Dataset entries

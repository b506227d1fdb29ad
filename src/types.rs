use std::str::FromStr;

use serde::Deserialize;

/// Verbosity of the `tracing` subscriber installed by [`crate::logging`].
#[derive(Debug, Clone, Copy, PartialEq, Eq, Deserialize)]
#[serde(rename_all = "lowercase")]
pub enum LogLevel {
    Error,
    #[serde(alias = "warning")]
    Warn,
    Info,
    Debug,
    Trace,
}

impl Default for LogLevel {
    fn default() -> Self {
        LogLevel::Info
    }
}

impl FromStr for LogLevel {
    type Err = String;

    fn from_str(s: &str) -> Result<Self, Self::Err> {
        match s.trim().to_lowercase().as_str() {
            "error" => Ok(LogLevel::Error),
            "warn" | "warning" => Ok(LogLevel::Warn),
            "info" => Ok(LogLevel::Info),
            "debug" => Ok(LogLevel::Debug),
            "trace" => Ok(LogLevel::Trace),
            other => Err(format!(
                "invalid log level: {other} (expected error, warn, info, debug or trace)"
            )),
        }
    }
}

impl From<LogLevel> for tracing::Level {
    fn from(level: LogLevel) -> Self {
        match level {
            LogLevel::Error => tracing::Level::ERROR,
            LogLevel::Warn => tracing::Level::WARN,
            LogLevel::Info => tracing::Level::INFO,
            LogLevel::Debug => tracing::Level::DEBUG,
            LogLevel::Trace => tracing::Level::TRACE,
        }
    }
}
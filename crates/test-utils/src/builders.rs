#![allow(dead_code)]

use std::time::Duration;

use dagrun::{Registry, TaskSpec};
use serde_json::Value;

use crate::fake_work::{self, JsonWork};
use crate::recorder::DispatchLog;

/// Context used by the fixtures: prepended to every composed result.
#[derive(Debug, Clone, Default)]
pub struct TestContext {
    pub plus: String,
}

impl TestContext {
    pub fn plus(plus: &str) -> Self {
        Self {
            plus: plus.to_string(),
        }
    }
}

pub type JsonRegistry = Registry<Value, TestContext>;

/// Builder for a `Registry<Value, TestContext>` whose tasks all record
/// into one shared [`DispatchLog`].
pub struct GraphBuilder {
    registry: JsonRegistry,
    log: DispatchLog,
}

impl GraphBuilder {
    pub fn new() -> Self {
        Self {
            registry: Registry::new(),
            log: DispatchLog::new(),
        }
    }

    pub fn log(&self) -> DispatchLog {
        self.log.clone()
    }

    pub fn echo(self, name: &str, deps: &[&str]) -> Self {
        let work = fake_work::echo(name, self.log.clone());
        self.with_work(name, deps, work)
    }

    pub fn delayed_echo(self, name: &str, deps: &[&str], delay_ms: u64) -> Self {
        let work =
            fake_work::delayed_echo(name, Duration::from_millis(delay_ms), self.log.clone());
        self.with_work(name, deps, work)
    }

    pub fn failing(self, name: &str, deps: &[&str]) -> Self {
        let work = fake_work::failing(name, self.log.clone());
        self.with_work(name, deps, work)
    }

    pub fn returning_err(self, name: &str, deps: &[&str]) -> Self {
        let work = fake_work::returning_err(name, self.log.clone());
        self.with_work(name, deps, work)
    }

    pub fn panicking(self, name: &str, deps: &[&str]) -> Self {
        let work = fake_work::panicking(name, self.log.clone());
        self.with_work(name, deps, work)
    }

    pub fn double_completion(self, name: &str, deps: &[&str]) -> Self {
        let work = fake_work::double_completion(name, self.log.clone());
        self.with_work(name, deps, work)
    }

    pub fn async_panicking(self, name: &str, deps: &[&str]) -> Self {
        let work = fake_work::async_panicking(name, self.log.clone());
        self.with_work(name, deps, work)
    }

    pub fn dropping(self, name: &str, deps: &[&str]) -> Self {
        let work = fake_work::dropping(name, self.log.clone());
        self.with_work(name, deps, work)
    }

    pub fn with_work(mut self, name: &str, deps: &[&str], work: JsonWork) -> Self {
        let spec: TaskSpec<Value, TestContext> = TaskSpec::new()
            .named(name)
            .after(deps.iter().copied())
            .work(work);
        self.registry
            .register(spec)
            .expect("Failed to register task from builder");
        self
    }

    pub fn build(self) -> (JsonRegistry, DispatchLog) {
        (self.registry, self.log)
    }
}

impl Default for GraphBuilder {
    fn default() -> Self {
        Self::new()
    }
}

/// `a(b, c)`, `b(d)`, `c(d)`, `d()`, plus unrelated `e()`, `f(g)`, `g()`.
pub fn diamond() -> GraphBuilder {
    GraphBuilder::new()
        .echo("a", &["b", "c"])
        .echo("b", &["d"])
        .echo("c", &["d"])
        .echo("d", &[])
        .echo("e", &[])
        .echo("f", &["g"])
        .echo("g", &[])
}
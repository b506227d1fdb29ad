// src/dag/graph.rs

//! Whole-graph checks over `(name, dependencies)` pairs.
//!
//! Used both for graph manifests before any work is bound and for a fully
//! registered [`Registry`](crate::dag::Registry).

use petgraph::algo::toposort;
use petgraph::graphmap::DiGraphMap;

use crate::engine::TaskName;
use crate::errors::{DagrunError, Result};

/// Order `nodes` so that every task comes after all of its dependencies.
///
/// Fails with `UnknownDependency` for a dependency that is not one of the
/// nodes, and with `CircularDependency` (naming a task on the cycle) when no
/// such order exists. A task listing itself is a cycle.
pub fn topological_order<'a, I>(nodes: I) -> Result<Vec<&'a str>>
where
    I: IntoIterator<Item = (&'a str, &'a [TaskName])>,
{
    let nodes: Vec<(&str, &[TaskName])> = nodes.into_iter().collect();
    let edge_count = nodes.iter().map(|(_, deps)| deps.len()).sum();
    let mut graph: DiGraphMap<&str, ()> = DiGraphMap::with_capacity(nodes.len(), edge_count);

    for &(name, _) in &nodes {
        graph.add_node(name);
    }

    for &(name, deps) in &nodes {
        for dep in deps {
            if !graph.contains_node(dep.as_str()) {
                return Err(DagrunError::UnknownDependency {
                    task: name.to_string(),
                    dependency: dep.clone(),
                });
            }
            // dep -> dependent
            graph.add_edge(dep.as_str(), name, ());
        }
    }

    toposort(&graph, None)
        .map_err(|cycle| DagrunError::CircularDependency(cycle.node_id().to_string()))
}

■ What the task requires: An identical copy of the entries above is the expected result.

■ Your solution:
repository b506227d1fdb29ad
filename src/types.rs
use std::str::FromStr;

use serde::Deserialize;

/// Verbosity of the `tracing` subscriber installed by [`crate::logging`].
#[derive(Debug, Clone, Copy, PartialEq, Eq, Deserialize)]
#[serde(rename_all = "lowercase")]
pub enum LogLevel {
    Error,
    #[serde(alias = "warning")]
    Warn,
    Info,
    Debug,
    Trace,
}

impl Default for LogLevel {
    fn default() -> Self {
        LogLevel::Info
    }
}

impl FromStr for LogLevel {
    type Err = String;

    fn from_str(s: &str) -> Result<Self, Self::Err> {
        match s.trim().to_lowercase().as_str() {
            "error" => Ok(LogLevel::Error),
            "warn" | "warning" => Ok(LogLevel::Warn),
            "info" => Ok(LogLevel::Info),
            "debug" => Ok(LogLevel::Debug),
            "trace" => Ok(LogLevel::Trace),
            other => Err(format!(
                "invalid log level: {other} (expected error, warn, info, debug or trace)"
            )),
        }
    }
}

impl From<LogLevel> for tracing::Level {
    fn from(level: LogLevel) -> Self {
        match level {
            LogLevel::Error => tracing::Level::ERROR,
            LogLevel::Warn => tracing::Level::WARN,
            LogLevel::Info => tracing::Level::INFO,
            LogLevel::Debug => tracing::Level::DEBUG,
            LogLevel::Trace => tracing::Level::TRACE,
        }
    }
}
filename crates/test-utils/src/builders.rs
#![allow(dead_code)]

use std::time::Duration;

use dagrun::{Registry, TaskSpec};
use serde_json::Value;

use crate::fake_work::{self, JsonWork};
use crate::recorder::DispatchLog;

/// Context used by the fixtures: prepended to every composed result.
#[derive(Debug, Clone, Default)]
pub struct TestContext {
    pub plus: String,
}

impl TestContext {
    pub fn plus(plus: &str) -> Self {
        Self {
            plus: plus.to_string(),
        }
    }
}

pub type JsonRegistry = Registry<Value, TestContext>;

/// Builder for a `Registry<Value, TestContext>` whose tasks all record
/// into one shared [`DispatchLog`].
pub struct GraphBuilder {
    registry: JsonRegistry,
    log: DispatchLog,
}

impl GraphBuilder {
    pub fn new() -> Self {
        Self {
            registry: Registry::new(),
            log: DispatchLog::new(),
        }
    }

    pub fn log(&self) -> DispatchLog {
        self.log.clone()
    }

    pub fn echo(self, name: &str, deps: &[&str]) -> Self {
        let work = fake_work::echo(name, self.log.clone());
        self.with_work(name, deps, work)
    }

    pub fn delayed_echo(self, name: &str, deps: &[&str], delay_ms: u64) -> Self {
        let work =
            fake_work::delayed_echo(name, Duration::from_millis(delay_ms), self.log.clone());
        self.with_work(name, deps, work)
    }

    pub fn failing(self, name: &str, deps: &[&str]) -> Self {
        let work = fake_work::failing(name, self.log.clone());
        self.with_work(name, deps, work)
    }

    pub fn returning_err(self, name: &str, deps: &[&str]) -> Self {
        let work = fake_work::returning_err(name, self.log.clone());
        self.with_work(name, deps, work)
    }

    pub fn panicking(self, name: &str, deps: &[&str]) -> Self {
        let work = fake_work::panicking(name, self.log.clone());
        self.with_work(name, deps, work)
    }

    pub fn double_completion(self, name: &str, deps: &[&str]) -> Self {
        let work = fake_work::double_completion(name, self.log.clone());
        self.with_work(name, deps, work)
    }

    pub fn async_panicking(self, name: &str, deps: &[&str]) -> Self {
        let work = fake_work::async_panicking(name, self.log.clone());
        self.with_work(name, deps, work)
    }

    pub fn dropping(self, name: &str, deps: &[&str]) -> Self {
        let work = fake_work::dropping(name, self.log.clone());
        self.with_work(name, deps, work)
    }

    pub fn with_work(mut self, name: &str, deps: &[&str], work: JsonWork) -> Self {
        let spec: TaskSpec<Value, TestContext> = TaskSpec::new()
            .named(name)
            .after(deps.iter().copied())
            .work(work);
        self.registry
            .register(spec)
            .expect("Failed to register task from builder");
        self
    }

    pub fn build(self) -> (JsonRegistry, DispatchLog) {
        (self.registry, self.log)
    }
}

impl Default for GraphBuilder {
    fn default() -> Self {
        Self::new()
    }
}

/// `a(b, c)`, `b(d)`, `c(d)`, `d()`, plus unrelated `e()`, `f(g)`, `g()`.
pub fn diamond() -> GraphBuilder {
    GraphBuilder::new()
        .echo("a", &["b", "c"])
        .echo("b", &["d"])
        .echo("c", &["d"])
        .echo("d", &[])
        .echo("e", &[])
        .echo("f", &["g"])
        .echo("g", &[])
}
repository b506227d1fdb29ad
// src/dag/graph.rs

//! Whole-graph checks over `(name, dependencies)` pairs.
//!
//! Used both for graph manifests before any work is bound and for a fully
//! registered [`Registry`](crate::dag::Registry).

use petgraph::algo::toposort;
use petgraph::graphmap::DiGraphMap;

use crate::engine::TaskName;
use crate::errors::{DagrunError, Result};

/// Order `nodes` so that every task comes after all of its dependencies.
///
/// Fails with `UnknownDependency` for a dependency that is not one of the
/// nodes, and with `CircularDependency` (naming a task on the cycle) when no
/// such order exists. A task listing itself is a cycle.
pub fn topological_order<'a, I>(nodes: I) -> Result<Vec<&'a str>>
where
    I: IntoIterator<Item = (&'a str, &'a [TaskName])>,
{
    let nodes: Vec<(&str, &[TaskName])> = nodes.into_iter().collect();
    let edge_count = nodes.iter().map(|(_, deps)| deps.len()).sum();
    let mut graph: DiGraphMap<&str, ()> = DiGraphMap::with_capacity(nodes.len(), edge_count);

    for &(name, _) in &nodes {
        graph.add_node(name);
    }

    for &(name, deps) in &nodes {
        for dep in deps {
            if !graph.contains_node(dep.as_str()) {
                return Err(DagrunError::UnknownDependency {
                    task: name.to_string(),
                    dependency: dep.clone(),
                });
            }
            // dep -> dependent
            graph.add_edge(dep.as_str(), name, ());
        }
    }

    toposort(&graph, None)
        .map_err(|cycle| DagrunError::CircularDependency(cycle.node_id().to_string()))
}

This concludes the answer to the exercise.